- The Washington Times - Wednesday, August 28, 2013

Hold on to your wallets and put your savings in a safe place, because Congress returns next week from its monthlong August recess.

The most unpopular institution in America, whose job approval polls have sunk into the low teens, left behind a fiscal mess that includes a mountain of wasteful spending, nearly $17 trillion of debt and, once again, the threat of a government shutdown.

Throw in an administration that is incapable of passing a sensible year-to-year budget-cutting plan and putting our nation on the road to economic recovery, and you have the spendthrift time bomb that awaits lawmakers when they come back after Labor Day.

There’s lots of blame to go around, but most of it rests with President Obama’s big-spending policies that dished out hundreds of billions of dollars in the hope of jump-starting the economy and creating lasting jobs. It didn’t.

Soon after he became president, Mr. Obama promised “to cut the deficit we inherited in half by the end of my first term in office.” Instead, he gave us an unending line of unprecedented deficits: $1.4 trillion in 2009, $1.3 trillion in 2010, $1.3 trillion in 2011 and more than $1 trillion in 2012.

We’re on track this year to add nearly three-quarters of a trillion dollars to that debt, forcing the Treasury to borrow ever-increasing sums of money, and further bleeding our economy of the investment capital it needs to restore and revitalize itself. When Mr. Obama’s term ends in January 2017, he will have presided over the largest expansion of government debt in our nation’s history.

The economy isn’t stronger — it’s weaker, growing at an estimated 1 percent in this third quarter, well below previous recoveries. Weaker economic growth rates mean less tax revenue and that, too, results in higher deficits and surging debt.

The federal government’s insatiable appetite for more and more of the nation’s income is a planet-sized anchor around our economy’s neck. We are seeing the results in our daily lives: fewer well-paying, full-time jobs and a bearish stock market that has been tanking, eroding worker retirement savings week by week.

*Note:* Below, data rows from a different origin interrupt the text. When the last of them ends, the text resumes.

use std::collections::HashSet;

use serde::{Deserialize, Serialize};

use crate::diagram::Diagram;
use crate::render::LayoutGeometry;

#[derive(Debug, Clone, Copy, PartialEq, Default, Serialize, Deserialize)]
pub struct Point {
    pub x: f32,
    pub y: f32,
}

impl Point {
    pub fn new(x: f32, y: f32) -> Self {
        Self { x, y }
    }

    pub fn distance(&self, other: Point) -> f32 {
        ((self.x - other.x).powi(2) + (self.y - other.y).powi(2)).sqrt()
    }
}

/// Axis-aligned box; `x`/`y` is the top-left corner.
#[derive(Debug, Clone, Copy, PartialEq, Default, Serialize, Deserialize)]
pub struct Rect {
    pub x: f32,
    pub y: f32,
    pub width: f32,
    pub height: f32,
}

impl Rect {
    pub fn from_center(center: Point, width: f32, height: f32) -> Self {
        Self {
            x: center.x - width / 2.0,
            y: center.y - height / 2.0,
            width,
            height,
        }
    }

    pub fn from_corners(a: Point, b: Point) -> Self {
        Self {
            x: a.x.min(b.x),
            y: a.y.min(b.y),
            width: (a.x - b.x).abs(),
            height: (a.y - b.y).abs(),
        }
    }

    pub fn right(&self) -> f32 {
        self.x + self.width
    }

    pub fn bottom(&self) -> f32 {
        self.y + self.height
    }

    pub fn area(&self) -> f32 {
        self.width * self.height
    }

    pub fn center(&self) -> Point {
        Point::new(self.x + self.width / 2.0, self.y + self.height / 2.0)
    }

    pub fn contains(&self, point: Point) -> bool {
        point.x >= self.x && point.x <= self.right() && point.y >= self.y && point.y <= self.bottom()
    }

    pub fn intersects(&self, other: &Rect) -> bool {
        self.x <= other.right()
            && other.x <= self.right()
            && self.y <= other.bottom()
            && other.y <= self.bottom()
    }

    pub fn union(&self, other: &Rect) -> Rect {
        let x = self.x.min(other.x);
        let y = self.y.min(other.y);
        Rect {
            x,
            y,
            width: self.right().max(other.right()) - x,
            height: self.bottom().max(other.bottom()) - y,
        }
    }

    pub fn inflate(&self, left: f32, top: f32, right: f32, bottom: f32) -> Rect {
        Rect {
            x: self.x - left,
            y: self.y - top,
            width: self.width + left + right,
            height: self.height + top + bottom,
        }
    }
}

/// Innermost node box under the point.
pub fn node_at(geometry: &LayoutGeometry, point: Point) -> Option<&str> {
    geometry
        .nodes
        .iter()
        .filter(|node| node.rect.contains(point))
        .min_by(|a, b| a.rect.area().total_cmp(&b.rect.area()))
        .map(|node| node.id.as_str())
}

/// Deepest subgraph whose body is under the point. A point on a node never
/// counts as a subgraph-body hit.
pub fn subgraph_at(geometry: &LayoutGeometry, point: Point) -> Option<&str> {
    if node_at(geometry, point).is_some() {
        return None;
    }
    geometry
        .subgraphs
        .iter()
        .filter(|subgraph| subgraph.rect.contains(point))
        .min_by(|a, b| {
            b.depth
                .cmp(&a.depth)
                .then(a.rect.area().total_cmp(&b.rect.area()))
        })
        .map(|subgraph| subgraph.id.as_str())
}

pub fn nodes_within(geometry: &LayoutGeometry, area: &Rect) -> Vec<String> {
    geometry
        .nodes
        .iter()
        .filter(|node| node.rect.intersects(area))
        .map(|node| node.id.clone())
        .collect()
}

#[derive(Debug, Clone, Copy, PartialEq, Serialize, Deserialize)]
pub struct Marquee {
    pub start: Point,
    pub current: Point,
}

impl Marquee {
    pub fn rect(&self) -> Rect {
        Rect::from_corners(self.start, self.current)
    }
}

/// Selected node ids in the order they were picked, plus an optional focused subgraph.
#[derive(Debug, Clone, Default, PartialEq, Serialize, Deserialize)]
#[serde(rename_all = "camelCase")]
pub struct Selection {
    #[serde(default)]
    pub nodes: Vec<String>,
    #[serde(default)]
    pub subgraph: Option<String>,
    #[serde(default, skip_serializing_if = "Option::is_none")]
    pub marquee: Option<Marquee>,
}

impl Selection {
    pub fn contains(&self, id: &str) -> bool {
        self.nodes.iter().any(|selected| selected == id)
    }

    pub fn is_empty(&self) -> bool {
        self.nodes.is_empty() && self.subgraph.is_none()
    }

    pub fn select_only(&mut self, id: &str) {
        self.nodes = vec![id.to_string()];
        self.subgraph = None;
    }

    pub fn add(&mut self, id: &str) {
        if !self.contains(id) {
            self.nodes.push(id.to_string());
        }
    }

    pub fn toggle(&mut self, id: &str) {
        if self.contains(id) {
            self.nodes.retain(|selected| selected != id);
        } else {
            self.nodes.push(id.to_string());
        }
    }

    pub fn focus_subgraph(&mut self, id: Option<&str>) {
        self.subgraph = id.map(str::to_string);
    }

    pub fn clear(&mut self) {
        self.nodes.clear();
        self.subgraph = None;
        self.marquee = None;
    }

    pub fn begin_marquee(&mut self, start: Point) {
        self.marquee = Some(Marquee {
            start,
            current: start,
        });
    }

    pub fn update_marquee(&mut self, current: Point) {
        if let Some(marquee) = self.marquee.as_mut() {
            marquee.current = current;
        }
    }

    /// Ends the rectangle gesture and selects every node box it touches.
    pub fn finish_marquee(&mut self, geometry: &LayoutGeometry, additive: bool) -> Vec<String> {
        let Some(marquee) = self.marquee.take() else {
            return Vec::new();
        };
        let hits = nodes_within(geometry, &marquee.rect());
        if !additive {
            self.nodes.clear();
        }
        for id in &hits {
            self.add(id);
        }
        hits
    }

    /// Drops ids that no longer exist in the diagram.
    pub fn prune(&mut self, diagram: &Diagram) {
        let live: HashSet<&str> = diagram.node_ids().collect();
        self.nodes.retain(|id| live.contains(id.as_str()));
        if let Some(subgraph) = &self.subgraph {
            if diagram.find_subgraph(subgraph).is_none() {
                self.subgraph = None;
            }
        }
    }
}

#[cfg(test)]
mod tests {
    use super::*;
    use crate::render::{NodeBox, SubgraphBox};

    fn geometry() -> LayoutGeometry {
        LayoutGeometry {
            nodes: vec![
                NodeBox { id: "A".into(), rect: Rect { x: 10.0, y: 10.0, width: 40.0, height: 20.0 } },
                NodeBox { id: "B".into(), rect: Rect { x: 100.0, y: 10.0, width: 40.0, height: 20.0 } },
            ],
            subgraphs: vec![
                SubgraphBox { id: "outer".into(), rect: Rect { x: 0.0, y: 0.0, width: 200.0, height: 200.0 }, depth: 0 },
                SubgraphBox { id: "inner".into(), rect: Rect { x: 90.0, y: 0.0, width: 100.0, height: 100.0 }, depth: 1 },
            ],
            width: 200.0,
            height: 200.0,
        }
    }

    #[test]
    fn node_hit_excludes_subgraph_hit() {
        let geometry = geometry();
        let on_b = Point::new(110.0, 20.0);
        assert_eq!(node_at(&geometry, on_b), Some("B"));
        assert_eq!(subgraph_at(&geometry, on_b), None);
    }

    #[test]
    fn innermost_subgraph_wins() {
        let geometry = geometry();
        assert_eq!(subgraph_at(&geometry, Point::new(150.0, 80.0)), Some("inner"));
        assert_eq!(subgraph_at(&geometry, Point::new(20.0, 150.0)), Some("outer"));
        assert_eq!(subgraph_at(&geometry, Point::new(500.0, 500.0)), None);
    }

    #[test]
    fn marquee_selects_intersecting_nodes() {
        let geometry = geometry();
        let mut selection = Selection::default();
        selection.select_only("B");
        selection.begin_marquee(Point::new(0.0, 0.0));
        selection.update_marquee(Point::new(30.0, 30.0));
        assert_eq!(selection.finish_marquee(&geometry, false), vec!["A"]);
        assert_eq!(selection.nodes, vec!["A"]);
        assert!(selection.marquee.is_none());
    }

    #[test]
    fn prune_drops_missing_ids() {
        let diagram = Diagram::parse("graph TD\n    A --> B\n").unwrap();
        let mut selection = Selection::default();
        selection.toggle("A");
        selection.toggle("Z");
        selection.focus_subgraph(Some("gone"));
        selection.prune(&diagram);
        assert_eq!(selection.nodes, vec!["A"]);
        assert_eq!(selection.subgraph, None);
    }
}
impl LinkRewrite<'_> {
    fn apply(&mut self, statements: &mut Vec<Statement>) {
        for statement in std::mem::take(statements) {
            match statement {
                Statement::Chain(chain) => self.rewrite_chain(chain, statements),
                Statement::Subgraph(mut subgraph) => {
                    self.apply(&mut subgraph.statements);
                    statements.push(Statement::Subgraph(subgraph));
                }
                other => statements.push(other),
            }
        }
    }

    fn rewrite_chain(&mut self, chain: Chain, out: &mut Vec<Statement>) {
        let fates: Vec<LinkFate> = chain
            .hops
            .iter()
            .map(|_| self.fates.next().unwrap_or(LinkFate::Keep))
            .collect();
        if fates.iter().all(|fate| *fate == LinkFate::Keep) {
            out.push(Statement::Chain(chain));
            return;
        }

        let Chain { head, hops } = chain;
        let mut links = Vec::with_capacity(hops.len());
        let mut refs = vec![head];
        for hop in hops {
            links.push(hop.link);
            refs.push(hop.target);
        }

        let mut run: Option<(LinkFate, Chain)> = None;
        for (idx, mut node) in refs.into_iter().enumerate() {
            let before = idx.checked_sub(1).map(|i| fates[i]).filter(|f| *f != LinkFate::Drop);
            let after = fates.get(idx).copied().filter(|f| *f != LinkFate::Drop);

            if before.is_none() && after.is_none() {
                self.hoist(node, out);
                continue;
            }

            if let Some((_, chain)) = run.as_mut() {
                if before.is_some() {
                    chain.hops.push(Hop {
                        link: links[idx - 1].clone(),
                        target: NodeRef {
                            id: node.id.clone(),
                            spec: node.spec.take(),
                        },
                    });
                }
            }

            if before != after || after.is_none() {
                if let Some((fate, chain)) = run.take() {
                    self.flush(fate, chain, out);
                }
            }

            if let Some(fate) = after {
                if run.is_none() {
                    run = Some((
                        fate,
                        Chain {
                            head: node,
                            hops: Vec::new(),
                        },
                    ));
                }
            }
        }

        if let Some((fate, chain)) = run.take() {
            self.flush(fate, chain, out);
        }
    }

    fn flush(&mut self, fate: LinkFate, chain: Chain, out: &mut Vec<Statement>) {
        if chain.hops.is_empty() {
            return;
        }
        match fate {
            LinkFate::Take => self.taken.push(chain),
            _ => out.push(Statement::Chain(chain)),
        }
    }

    fn hoist(&mut self, node: NodeRef, out: &mut Vec<Statement>) {
        if self.dropped_ids.contains(&node.id) {
            return;
        }
        if node.spec.is_some() {
            out.push(Statement::Node(node));
            return;
        }
        let count = self.surviving.entry(node.id.clone()).or_default();
        if *count == 0 {
            *count = 1;
            out.push(Statement::Node(node));
        }
    }
}

fn reroute_in(statements: &mut Vec<Statement>, id: &str, input: &str, output: &str) {
    for statement in std::mem::take(statements) {
        match statement {
            Statement::Chain(chain) if chain.refs().any(|node| node.id == id) => {
                for segment in reroute_chain(chain, id, input, output) {
                    statements.push(Statement::Chain(segment));
                }
            }
            Statement::Subgraph(mut subgraph) => {
                reroute_in(&mut subgraph.statements, id, input, output);
                statements.push(Statement::Subgraph(subgraph));
            }
            other => statements.push(other),
        }
    }
}

fn reroute_chain(chain: Chain, id: &str, input: &str, output: &str) -> Vec<Chain> {
    let Chain { head, hops } = chain;
    let mut links = Vec::with_capacity(hops.len());
    let mut refs = vec![head];
    for hop in hops {
        links.push(hop.link);
        refs.push(hop.target);
    }

    let mut segments = Vec::new();
    let mut current: Option<Chain> = None;
    for (idx, node) in refs.into_iter().enumerate() {
        if node.id == id {
            if let Some(mut chain) = current.take() {
                chain.hops.push(Hop {
                    link: links[idx - 1].clone(),
                    target: NodeRef::bare(input),
                });
                segments.push(chain);
            }
            if idx < links.len() {
                current = Some(Chain {
                    head: NodeRef::bare(output),
                    hops: Vec::new(),
                });
            }
            continue;
        }

        match current.as_mut() {
            Some(chain) => chain.hops.push(Hop {
                link: links[idx - 1].clone(),
                target: node,
            }),
            None => {
                current = Some(Chain {
                    head: node,
                    hops: Vec::new(),
                })
            }
        }
    }

    if let Some(chain) = current {
        if !chain.hops.is_empty() {
            segments.push(chain);
        }
    }
    segments
}
use chrono::{DateTime, Utc};
use serde::{Deserialize, Serialize};
use thiserror::Error;

#[derive(Debug, Error)]
pub enum EnvelopeError {
    #[error("import file is not valid JSON: {0}")]
    Json(#[from] serde_json::Error),
    #[error("import file is missing required field '{0}'")]
    MissingField(&'static str),
}

/// Exported chart: `{ title, mermaidCode, exportedAt }`.
#[derive(Debug, Clone, PartialEq, Eq, Serialize, Deserialize)]
#[serde(rename_all = "camelCase")]
pub struct Envelope {
    pub title: String,
    pub mermaid_code: String,
    pub exported_at: DateTime<Utc>,
}

#[derive(Debug, Deserialize)]
#[serde(rename_all = "camelCase")]
struct RawEnvelope {
    title: Option<String>,
    mermaid_code: Option<String>,
    exported_at: Option<DateTime<Utc>>,
}

impl Envelope {
    pub fn new(title: &str, mermaid_code: &str) -> Self {
        Self {
            title: title.to_string(),
            mermaid_code: mermaid_code.to_string(),
            exported_at: Utc::now(),
        }
    }

    pub fn to_json(&self) -> Result<String, EnvelopeError> {
        Ok(serde_json::to_string_pretty(self)?)
    }

    /// Reads an export. `exportedAt` is informational and may be absent.
    pub fn from_json(input: &str) -> Result<Self, EnvelopeError> {
        let raw: RawEnvelope = serde_json::from_str(input)?;
        let title = raw.title.ok_or(EnvelopeError::MissingField("title"))?;
        let mermaid_code = raw
            .mermaid_code
            .ok_or(EnvelopeError::MissingField("mermaidCode"))?;
        Ok(Self {
            title,
            mermaid_code,
            exported_at: raw.exported_at.unwrap_or_else(Utc::now),
        })
    }
}

#[cfg(test)]
mod tests {
    use super::*;

    #[test]
    fn export_uses_camel_case_fields() {
        let json = Envelope::new("Flow", "graph TD\n    A\n").to_json().unwrap();
        let value: serde_json::Value = serde_json::from_str(&json).unwrap();
        assert_eq!(value["title"], "Flow");
        assert_eq!(value["mermaidCode"], "graph TD\n    A\n");
        assert!(value["exportedAt"].is_string());
    }

    #[test]
    fn import_requires_title_and_code() {
        assert!(matches!(
            Envelope::from_json(r#"{"mermaidCode": "graph TD"}"#),
            Err(EnvelopeError::MissingField("title"))
        ));
        assert!(matches!(
            Envelope::from_json(r#"{"title": "x"}"#),
            Err(EnvelopeError::MissingField("mermaidCode"))
        ));
        assert!(matches!(Envelope::from_json("not json"), Err(EnvelopeError::Json(_))));

        let envelope = Envelope::from_json(r#"{"title": "x", "mermaidCode": "graph LR"}"#).unwrap();
        assert_eq!(envelope.mermaid_code, "graph LR");
    }
}
//! Metrics middleware for API routes.

use axum::{body::Body, http::Request, middleware::Next, response::Response};
use std::time::Instant;

use crate::metrics::{
    normalize_path, HTTP_REQUESTS_IN_FLIGHT, HTTP_REQUESTS_TOTAL, HTTP_REQUEST_DURATION,
};

/// Metrics middleware that tracks HTTP request duration and counts.
///
/// This middleware records:
/// - Request duration (histogram)
/// - Request count (counter)
/// - Requests in flight (gauge)
pub async fn metrics_middleware(request: Request<Body>, next: Next) -> Response {
    let start = Instant::now();
    let method = request.method().to_string();
    let path = normalize_path(request.uri().path());

    HTTP_REQUESTS_IN_FLIGHT.inc();

    let response = next.run(request).await;

    HTTP_REQUESTS_IN_FLIGHT.dec();

    let duration = start.elapsed().as_secs_f64();
    let status = response.status().as_u16().to_string();

    HTTP_REQUEST_DURATION
        .with_label_values(&[&method, &path, &status])
        .observe(duration);
    HTTP_REQUESTS_TOTAL
        .with_label_values(&[&method, &path, &status])
        .inc();

    response
}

This is the grim situation Mr. Obama faces when Congress reopens for business next Tuesday. It’s only answer: raise the debt limit and borrow more money.

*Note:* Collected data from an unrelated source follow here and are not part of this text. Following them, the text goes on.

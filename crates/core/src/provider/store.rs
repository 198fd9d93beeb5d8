//! Provider storage trait and error type.

use std::fmt;

use super::{NewProvider, Provider, ProviderFilter};

/// Error type for provider operations.
#[derive(Debug)]
pub enum ProviderError {
    /// Provider not found.
    NotFound(String),
    /// Database error.
    Database(String),
}

impl fmt::Display for ProviderError {
    fn fmt(&self, f: &mut fmt::Formatter<'_>) -> fmt::Result {
        match self {
            ProviderError::NotFound(id) => write!(f, "Provider not found: {}", id),
            ProviderError::Database(msg) => write!(f, "Database error: {}", msg),
        }
    }
}

impl std::error::Error for ProviderError {}

/// Trait for provider storage backends.
///
/// Listing returns providers in registration order, which is the order
/// offers are synthesized in.
pub trait ProviderStore: Send + Sync {
    /// Register a provider, or overwrite the one with the same ID.
    fn upsert(&self, provider: NewProvider) -> Result<Provider, ProviderError>;

    /// Get a provider by ID.
    fn get(&self, id: &str) -> Result<Option<Provider>, ProviderError>;

    /// List providers matching the filter.
    fn list(&self, filter: &ProviderFilter) -> Result<Vec<Provider>, ProviderError>;

    /// Total number of registered providers.
    fn count(&self) -> Result<i64, ProviderError>;

    /// Enable or disable a provider.
    fn set_active(&self, id: &str, active: bool) -> Result<Provider, ProviderError>;
}

/// Register `providers` if the store is empty.
///
/// Returns how many providers were inserted. A store that already holds
/// providers is left as is, so edits made at runtime survive restarts.
pub fn seed_providers(
    store: &dyn ProviderStore,
    providers: &[NewProvider],
) -> Result<usize, ProviderError> {
    if store.count()? > 0 {
        return Ok(0);
    }
    for provider in providers {
        store.upsert(provider.clone())?;
    }
    Ok(providers.len())
}
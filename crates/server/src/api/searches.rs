//! Search API handlers.

use std::collections::HashMap;
use std::sync::Arc;
use std::time::Duration;

use axum::{
    extract::{Path, Query, State},
    http::StatusCode,
    Json,
};
use chrono::NaiveDate;
use serde::{Deserialize, Serialize};
use tracing::warn;
use travelpair_core::{
    group_by_provider, Mode, Offer, ParseModeError, Provider, ProviderFilter, RankCriteria,
    SearchError, SearchFilter, SearchRecord, SearchRequest, SortKey,
};

use crate::state::AppState;

/// Maximum allowed limit for search listings
const MAX_LIMIT: i64 = 1000;

/// Default limit for search listings
const DEFAULT_LIMIT: i64 = 100;

// ============================================================================
// Request/Response Types
// ============================================================================

/// Request body for starting a search
#[derive(Debug, Deserialize)]
pub struct CreateSearchBody {
    /// "flight" or "train"
    pub mode: String,
    pub origin: String,
    pub destination: String,
    /// Calendar date, `YYYY-MM-DD`
    pub departure_date: String,
    /// Calendar date, `YYYY-MM-DD`
    pub return_date: Option<String>,
    /// Defaults to one passenger
    pub passengers: Option<u8>,
}

impl CreateSearchBody {
    fn into_request(self) -> Result<SearchRequest, SearchError> {
        let mode: Mode = self
            .mode
            .parse()
            .map_err(|e: ParseModeError| SearchError::invalid("mode", e.to_string()))?;
        let departure_date = parse_date("departure_date", &self.departure_date)?;
        let return_date = self
            .return_date
            .as_deref()
            .map(|s| parse_date("return_date", s))
            .transpose()?;

        let mut request =
            SearchRequest::one_way(mode, self.origin, self.destination, departure_date)
                .with_passengers(self.passengers.unwrap_or(1));
        if let Some(return_date) = return_date {
            request = request.with_return(return_date);
        }
        Ok(request)
    }
}

fn parse_date(field: &str, value: &str) -> Result<NaiveDate, SearchError> {
    NaiveDate::parse_from_str(value.trim(), "%Y-%m-%d").map_err(|_| {
        SearchError::invalid(field, format!("expected YYYY-MM-DD, got '{}'", value))
    })
}

/// Query parameters for listing searches
#[derive(Debug, Deserialize)]
pub struct ListSearchesParams {
    pub mode: Option<String>,
    pub limit: Option<i64>,
    pub offset: Option<i64>,
}

/// Query parameters for ranking offers
#[derive(Debug, Default, Deserialize)]
pub struct OffersParams {
    /// "price", "duration" or "departure"; anything else keeps stored order
    pub sort: Option<String>,
    pub direct_only: Option<bool>,
    pub max_stops: Option<u8>,
}

impl OffersParams {
    fn criteria(&self) -> RankCriteria {
        let mut criteria = RankCriteria::new().direct_only(self.direct_only.unwrap_or(false));
        if let Some(key) = self.sort.as_deref().and_then(SortKey::parse) {
            criteria = criteria.sorted_by(key);
        }
        if let Some(max_stops) = self.max_stops {
            criteria = criteria.with_max_stops(max_stops);
        }
        criteria
    }
}

/// Response for a newly run search
#[derive(Debug, Serialize)]
pub struct SearchResponse {
    pub search: SearchRecord,
    pub offer_count: usize,
}

/// Response for listing searches
#[derive(Debug, Serialize)]
pub struct ListSearchesResponse {
    pub searches: Vec<SearchRecord>,
    pub limit: i64,
    pub offset: i64,
}

/// Offer joined with its provider's display details
#[derive(Debug, Serialize)]
pub struct OfferView {
    #[serde(flatten)]
    pub offer: Offer,
    pub provider_name: String,
    #[serde(skip_serializing_if = "Option::is_none")]
    pub provider_logo_url: Option<String>,
    pub duration_label: String,
}

impl OfferView {
    fn new(offer: Offer, provider: &Provider) -> Self {
        Self {
            duration_label: offer.duration_label(),
            provider_name: provider.name.clone(),
            provider_logo_url: provider.logo_url.clone(),
            offer,
        }
    }
}

/// Per-provider summary of the ranked offers
#[derive(Debug, Serialize)]
pub struct ProviderSummary {
    pub provider_id: String,
    pub provider_name: String,
    pub count: usize,
    pub cheapest: u32,
}

/// Response for ranked offers
#[derive(Debug, Serialize)]
pub struct OffersResponse {
    pub search_id: String,
    pub criteria: RankCriteria,
    pub offers: Vec<OfferView>,
    pub count: usize,
    pub providers: Vec<ProviderSummary>,
}

/// Error response
#[derive(Debug, Serialize)]
pub struct ErrorResponse {
    pub error: String,
}

/// Status and JSON body returned on failure
pub type ApiError = (StatusCode, Json<ErrorResponse>);

/// Map a search error to its HTTP status.
pub(crate) fn error_response(e: SearchError) -> ApiError {
    let status = match &e {
        SearchError::InvalidRequest { .. } => StatusCode::BAD_REQUEST,
        SearchError::NotFound(_) => StatusCode::NOT_FOUND,
        SearchError::Database(_) | SearchError::Provider(_) => StatusCode::INTERNAL_SERVER_ERROR,
    };
    (
        status,
        Json(ErrorResponse {
            error: e.to_string(),
        }),
    )
}

// ============================================================================
// Handlers
// ============================================================================

/// Run a search: record it and synthesize offers from active providers
pub async fn create_search(
    State(state): State<Arc<AppState>>,
    Json(body): Json<CreateSearchBody>,
) -> Result<(StatusCode, Json<SearchResponse>), ApiError> {
    let request = body.into_request().map_err(error_response)?;
    let outcome = state.service().run_search(request).map_err(error_response)?;

    let delay_ms = state.config().search.result_delay_ms;
    if delay_ms > 0 {
        tokio::time::sleep(Duration::from_millis(delay_ms)).await;
    }

    Ok((
        StatusCode::CREATED,
        Json(SearchResponse {
            offer_count: outcome.offers.len(),
            search: outcome.search,
        }),
    ))
}

/// List recent searches, most recent first
pub async fn list_searches(
    State(state): State<Arc<AppState>>,
    Query(params): Query<ListSearchesParams>,
) -> Result<Json<ListSearchesResponse>, ApiError> {
    let limit = params.limit.unwrap_or(DEFAULT_LIMIT).clamp(1, MAX_LIMIT);
    let offset = params.offset.unwrap_or(0).max(0);

    let mut filter = SearchFilter::new().with_limit(limit).with_offset(offset);
    if let Some(ref mode) = params.mode {
        match mode.parse::<Mode>() {
            Ok(mode) => filter = filter.with_mode(mode),
            Err(e) => return Err(error_response(SearchError::invalid("mode", e.to_string()))),
        }
    }

    match state.service().recent_searches(&filter) {
        Ok(searches) => Ok(Json(ListSearchesResponse {
            searches,
            limit,
            offset,
        })),
        Err(e) => Err(error_response(e)),
    }
}

/// Get a search by ID
pub async fn get_search(
    State(state): State<Arc<AppState>>,
    Path(id): Path<String>,
) -> Result<Json<SearchRecord>, ApiError> {
    state.service().search(&id).map(Json).map_err(error_response)
}

/// Filter and order the offers of a search
pub async fn list_offers(
    State(state): State<Arc<AppState>>,
    Path(id): Path<String>,
    Query(params): Query<OffersParams>,
) -> Result<Json<OffersResponse>, ApiError> {
    let criteria = params.criteria();
    let ranked = state
        .service()
        .offers(&id, &criteria)
        .map_err(error_response)?;

    // Inactive providers still label offers recorded while they were active.
    let providers: HashMap<String, Provider> = state
        .provider_store()
        .list(&ProviderFilter::default())
        .map_err(|e| error_response(e.into()))?
        .into_iter()
        .map(|p| (p.id.clone(), p))
        .collect();

    let mut offers = Vec::with_capacity(ranked.len());
    for offer in ranked {
        match providers.get(&offer.provider_id) {
            Some(provider) => offers.push(OfferView::new(offer, provider)),
            None => warn!(
                search_id = %id,
                offer_id = %offer.id,
                provider_id = %offer.provider_id,
                "Skipping offer from unknown provider"
            ),
        }
    }

    let shown: Vec<Offer> = offers.iter().map(|view| view.offer.clone()).collect();
    let summaries = group_by_provider(&shown)
        .into_iter()
        .filter_map(|group| {
            let provider = providers.get(&group.provider_id)?;
            Some(ProviderSummary {
                cheapest: group.offers.iter().map(|o| o.price).min().unwrap_or(0),
                count: group.offers.len(),
                provider_name: provider.name.clone(),
                provider_id: group.provider_id,
            })
        })
        .collect();

    Ok(Json(OffersResponse {
        search_id: id,
        criteria,
        count: offers.len(),
        offers,
        providers: summaries,
    }))
}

In a letter to congressional leaders Monday, Treasury Secretary Jack Lew said he will have only $50 billion in his accounts by mid-October when the government’s monthly borrowing will hit the $16.7 trillion statutory debt ceiling.

The Constitution gives Congress control of the federal government’s purse strings, but Mr. Lew wants Congress to raise the debt limit without any strings attached.

The Democrats who run the Senate are perfectly happy to raise Mr. Obama’s credit card authority as high as he wants.

Republicans, however, want significantly deeper budget cuts in exchange for more borrowing. Conservatives in the GOP-controlled House are demanding that any increase in the debt limit be offset — dollar for dollar — by spending cuts or other savings.

“The debt limit remains a reminder that, under President Obama, Washington has failed to deal seriously with America’s debt and deficit,” said Michael Steel, spokesman for House Speaker John A. Boehner.

Indeed, Mr. Obama has been fighting serious budget cuts throughout his presidency, while spending has soared at an alarming rate.

Annual spending was less than $2 trillion in 2000. It has grown to nearly $3.5 trillion in 2013, and is projected to be well over $4 trillion by the time he leaves office in January 2017.

“This year’s projected spending will be more than in any year of the George W. Bush administration. And more than 30 percent higher (accounting for inflation) than the last year of President Clinton’s term,” writes Washington Post reporter David A. Fahrenthold.

The number of federal workers has mushroomed, too, he says. The administration puts the figure at 4.1 million and maintains it has fallen under Mr. Obama. The numbers “do not count a vast number” of private contractors who do government work full-time. The trade association for these contractors puts their number at 1.7 million.

“Obama turned a temporary expansion of government, through TARP and the auto bailouts, into a permanent expansion of government,” writes Stanford University economist Keith Hennessey.

“Before Obama, federal spending averaged 20 percent of GDP for decades. Now he is presiding over a much bigger government, at 24 percent of GDP,” Mr. Hennessey says.

Higher spending, along with weak economic growth, is feeding our mounting debt, and untold future generations will have to foot the bill. As things stand now, each American’s share of that debt comes to $32,000. If government spending continues on its upward trajectory, that figure climbs to $103,827 in 2032, then to $206,771 in 2044, and a mind-boggling $279,738 by 2050, according to U.S. Census Bureau and Congressional Budget Office figures.

That’s the disastrous course on which Mr. Obama has put our country and our future livelihood, and this is what will be at stake in next month’s debt-ceiling fight in Congress. Mr. Obama and the Democrats will play the fear card and try to make this all about stopping Social Security checks. Don’t be fooled or frightened by their rhetoric.

This is a fight worth having for the future of our country. The stakes could not be higher.

Donald Lambro is a syndicated columnist and contributor to The Washington Times.